How many of the lines below hold the word "ArticleSummary"? Answer only with the number.

**Saved data entries**.
* * * * * * *

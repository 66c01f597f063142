use serde::{Deserialize, Serialize};

use crate::error::{ContentError, GithubError};
use crate::frontmatter;
use crate::github::GithubClient;
use crate::validate;

#[derive(Debug, Clone, Copy, PartialEq, Eq, Serialize, Deserialize)]
#[serde(rename_all = "lowercase")]
pub enum ArticleStatus {
    Draft,
    Published,
}

impl Default for ArticleStatus {
    fn default() -> Self {
        ArticleStatus::Draft
    }
}

impl ArticleStatus {
    pub fn as_str(&self) -> &'static str {
        match self {
            ArticleStatus::Draft => "draft",
            ArticleStatus::Published => "published",
        }
    }
}

/// The YAML frontmatter of an article, gray-matter convention. Optional
/// fields are omitted on write so a parse of the generated document gives
/// back exactly this struct.
#[derive(Debug, Clone, Default, PartialEq, Serialize, Deserialize)]
pub struct ArticleMeta {
    #[serde(default)]
    pub title: String,
    #[serde(default, skip_serializing_if = "Option::is_none")]
    pub description: Option<String>,
    #[serde(default, skip_serializing_if = "Vec::is_empty")]
    pub tags: Vec<String>,
    #[serde(default, skip_serializing_if = "Option::is_none")]
    pub cover_image: Option<String>,
    #[serde(default)]
    pub status: ArticleStatus,
    #[serde(default)]
    pub created_at: String,
    #[serde(default, skip_serializing_if = "Option::is_none")]
    pub published_at: Option<String>,
}

#[derive(Debug, Serialize)]
pub struct Article {
    pub slug: String,
    pub sha: String,
    #[serde(flatten)]
    pub meta: ArticleMeta,
    pub body: String,
}

#[derive(Debug, Serialize)]
pub struct ArticleSummary {
    pub slug: String,
    pub title: String,
    pub description: Option<String>,
    pub tags: Vec<String>,
    pub status: ArticleStatus,
    pub created_at: String,
    pub published_at: Option<String>,
}

#[derive(Debug, Deserialize)]
pub struct CreateArticle {
    pub title: String,
    pub description: Option<String>,
    #[serde(default)]
    pub tags: Vec<String>,
    pub cover_image: Option<String>,
    #[serde(default)]
    pub body: String,
}

/// Partial update. `sha` is the blob sha the editor last saw; GitHub rejects
/// the write when the file moved on underneath, which comes back as 409.
#[derive(Debug, Deserialize)]
pub struct UpdateArticle {
    pub sha: String,
    pub title: Option<String>,
    pub description: Option<String>,
    pub tags: Option<Vec<String>>,
    pub cover_image: Option<String>,
    pub body: Option<String>,
}

fn validate_meta(title: &str, tags: &[String], cover_image: Option<&str>) -> Result<(), ContentError> {
    let mut errors = Vec::new();
    validate::validate_title(title, &mut errors);
    validate::validate_tags(tags, &mut errors);
    if let Some(url) = cover_image {
        validate::validate_cover_image(url, &mut errors);
    }
    if errors.is_empty() {
        Ok(())
    } else {
        Err(ContentError::Validation(errors))
    }
}

pub fn generate_document(meta: &ArticleMeta, body: &str) -> Result<String, ContentError> {
    let yaml = serde_yaml::to_string(meta).map_err(frontmatter::FrontmatterError::Yaml)?;
    Ok(frontmatter::join(&yaml, body))
}

pub fn parse_document(slug: &str, sha: &str, text: &str) -> Result<Article, ContentError> {
    let doc = frontmatter::split(text)?;
    let meta = match &doc.matter {
        Some(yaml) => {
            serde_yaml::from_str::<ArticleMeta>(yaml).map_err(frontmatter::FrontmatterError::Yaml)?
        }
        None => ArticleMeta::default(),
    };
    Ok(Article {
        slug: slug.to_string(),
        sha: sha.to_string(),
        meta,
        body: doc.body,
    })
}

fn today() -> String {
    chrono::Utc::now().format("%Y-%m-%d").to_string()
}

pub struct Articles<'a> {
    github: &'a GithubClient,
    dir: &'a str,
}

impl<'a> Articles<'a> {
    pub fn new(github: &'a GithubClient, dir: &'a str) -> Self {
        Self { github, dir }
    }

    fn doc_path(&self, slug: &str) -> String {
        format!("{}/{}.md", self.dir, slug)
    }

    pub async fn list(&self) -> Result<Vec<ArticleSummary>, ContentError> {
        let entries = match self.github.list_dir(self.dir).await {
            Ok(entries) => entries,
            // An empty library is a repo that has no articles directory yet.
            Err(GithubError::NotFound(_)) => return Ok(vec![]),
            Err(e) => return Err(e.into()),
        };

        let mut summaries = Vec::new();
        for entry in entries {
            if entry.entry_type != "file" || !entry.name.ends_with(".md") {
                continue;
            }
            let slug = entry.name.trim_end_matches(".md").to_string();
            let file = self.github.get_file(&entry.path).await?;
            let text = String::from_utf8_lossy(&file.bytes).into_owned();
            match parse_document(&slug, &file.sha, &text) {
                Ok(article) => summaries.push(ArticleSummary {
                    slug: article.slug,
                    title: article.meta.title,
                    description: article.meta.description,
                    tags: article.meta.tags,
                    status: article.meta.status,
                    created_at: article.meta.created_at,
                    published_at: article.meta.published_at,
                }),
                Err(e) => {
                    tracing::warn!("skipping article '{}' with bad frontmatter: {}", slug, e);
                }
            }
        }
        Ok(summaries)
    }

    pub async fn get(&self, slug: &str) -> Result<Article, ContentError> {
        // Update, delete and set_status all come through here, so this
        // also keeps path-traversal slugs away from doc_path.
        if !validate::is_valid_slug(slug) {
            return Err(ContentError::NotFound(format!("article '{}'", slug)));
        }
        let path = self.doc_path(slug);
        let file = match self.github.get_file(&path).await {
            Ok(file) => file,
            Err(GithubError::NotFound(_)) => {
                return Err(ContentError::NotFound(format!("article '{}'", slug)));
            }
            Err(e) => return Err(e.into()),
        };
        let text = String::from_utf8_lossy(&file.bytes).into_owned();
        parse_document(slug, &file.sha, &text)
    }

    pub async fn create(&self, input: CreateArticle) -> Result<Article, ContentError> {
        validate_meta(&input.title, &input.tags, input.cover_image.as_deref())?;

        let slug = validate::slugify(&input.title);
        if slug.is_empty() {
            return Err(ContentError::Validation(vec![
                "title: produces an empty slug".to_string(),
            ]));
        }

        match self.get(&slug).await {
            Ok(_) => return Err(ContentError::SlugTaken(slug)),
            Err(ContentError::NotFound(_)) => {}
            Err(e) => return Err(e),
        }

        let meta = ArticleMeta {
            title: input.title.trim().to_string(),
            description: input.description,
            tags: input.tags,
            cover_image: input.cover_image,
            status: ArticleStatus::Draft,
            created_at: today(),
            published_at: None,
        };
        let text = generate_document(&meta, &input.body)?;
        let message = format!("redaktion: create article {}", slug);
        let sha = match self
            .github
            .put_file(&self.doc_path(&slug), text.as_bytes(), &message, None)
            .await
        {
            Ok(sha) => sha,
            // Lost the race against another create of the same slug.
            Err(GithubError::ShaConflict(_)) => return Err(ContentError::SlugTaken(slug)),
            Err(e) => return Err(e.into()),
        };

        Ok(Article {
            slug,
            sha,
            meta,
            body: input.body,
        })
    }

    pub async fn update(&self, slug: &str, input: UpdateArticle) -> Result<Article, ContentError> {
        let current = self.get(slug).await?;

        let mut meta = current.meta;
        if let Some(title) = input.title {
            meta.title = title.trim().to_string();
        }
        if let Some(description) = input.description {
            meta.description = Some(description);
        }
        if let Some(tags) = input.tags {
            meta.tags = tags;
        }
        if let Some(cover_image) = input.cover_image {
            meta.cover_image = Some(cover_image);
        }
        let body = input.body.unwrap_or(current.body);

        validate_meta(&meta.title, &meta.tags, meta.cover_image.as_deref())?;

        let text = generate_document(&meta, &body)?;
        let message = format!("redaktion: update article {}", slug);
        let sha = self
            .github
            .put_file(
                &self.doc_path(slug),
                text.as_bytes(),
                &message,
                Some(&input.sha),
            )
            .await?;

        Ok(Article {
            slug: slug.to_string(),
            sha,
            meta,
            body,
        })
    }

    pub async fn set_status(&self, slug: &str, status: ArticleStatus) -> Result<Article, ContentError> {
        let current = self.get(slug).await?;

        let mut meta = current.meta;
        meta.status = status;
        meta.published_at = match status {
            ArticleStatus::Published => Some(today()),
            ArticleStatus::Draft => None,
        };

        let text = generate_document(&meta, &current.body)?;
        let message = format!("redaktion: {} article {}", status.as_str(), slug);
        let sha = self
            .github
            .put_file(
                &self.doc_path(slug),
                text.as_bytes(),
                &message,
                Some(&current.sha),
            )
            .await?;

        Ok(Article {
            slug: slug.to_string(),
            sha,
            meta,
            body: current.body,
        })
    }

    pub async fn delete(&self, slug: &str) -> Result<(), ContentError> {
        let current = self.get(slug).await?;
        let message = format!("redaktion: delete article {}", slug);
        self.github
            .delete_file(&self.doc_path(slug), &message, &current.sha)
            .await?;
        Ok(())
    }
}

#[cfg(test)]
mod tests {
    use super::*;

    fn meta() -> ArticleMeta {
        ArticleMeta {
            title: "Shipping the editor".to_string(),
            description: Some("Notes from the first release".to_string()),
            tags: vec!["release".to_string(), "editor".to_string()],
            cover_image: Some("https://cdn.example.com/cover.png".to_string()),
            status: ArticleStatus::Draft,
            created_at: "2026-08-24".to_string(),
            published_at: None,
        }
    }

    #[test]
    fn document_round_trips_meta_and_body() {
        let body = "# Shipping\n\nIt works.\n";
        let text = generate_document(&meta(), body).unwrap();
        let article = parse_document("shipping-the-editor", "abc123", &text).unwrap();
        assert_eq!(article.meta, meta());
        assert_eq!(article.body, body);
        assert_eq!(article.sha, "abc123");
    }

    #[test]
    fn optional_fields_absent_after_round_trip() {
        let mut m = meta();
        m.description = None;
        m.cover_image = None;
        m.tags = vec![];
        let text = generate_document(&m, "").unwrap();
        assert!(!text.contains("description"));
        assert!(!text.contains("cover_image"));
        assert!(!text.contains("tags"));
        let article = parse_document("x", "s", &text).unwrap();
        assert_eq!(article.meta, m);
    }

    #[test]
    fn document_without_fence_is_empty_meta_full_body() {
        let article = parse_document("x", "s", "plain markdown, no fence\n").unwrap();
        assert_eq!(article.meta, ArticleMeta::default());
        assert_eq!(article.body, "plain markdown, no fence\n");
    }

    #[test]
    fn status_serializes_lowercase() {
        let yaml = serde_yaml::to_string(&ArticleStatus::Published).unwrap();
        assert_eq!(yaml.trim(), "published");
    }

    #[tokio::test]
    async fn traversal_slugs_are_not_found_without_a_request() {
        let cfg = crate::config::Github {
            token: "t".to_string(),
            owner: "acme".to_string(),
            repo: "site".to_string(),
            branch: "main".to_string(),
            articles_dir: "content/articles".to_string(),
            posts_dir: "content/posts".to_string(),
            media_dir: "content/media".to_string(),
            // Unroutable, so a request slipping through would error
            // differently than NotFound.
            api_base: "http://192.0.2.1".to_string(),
        };
        let github = GithubClient::new(&cfg).unwrap();
        let store = Articles::new(&github, &cfg.articles_dir);

        for slug in ["../../etc/passwd", "a/b", "Upper", ""] {
            let err = store.get(slug).await.unwrap_err();
            assert!(matches!(err, ContentError::NotFound(_)), "slug {:?}", slug);
        }
    }
}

* * * * * * *

**Expected answer**. 3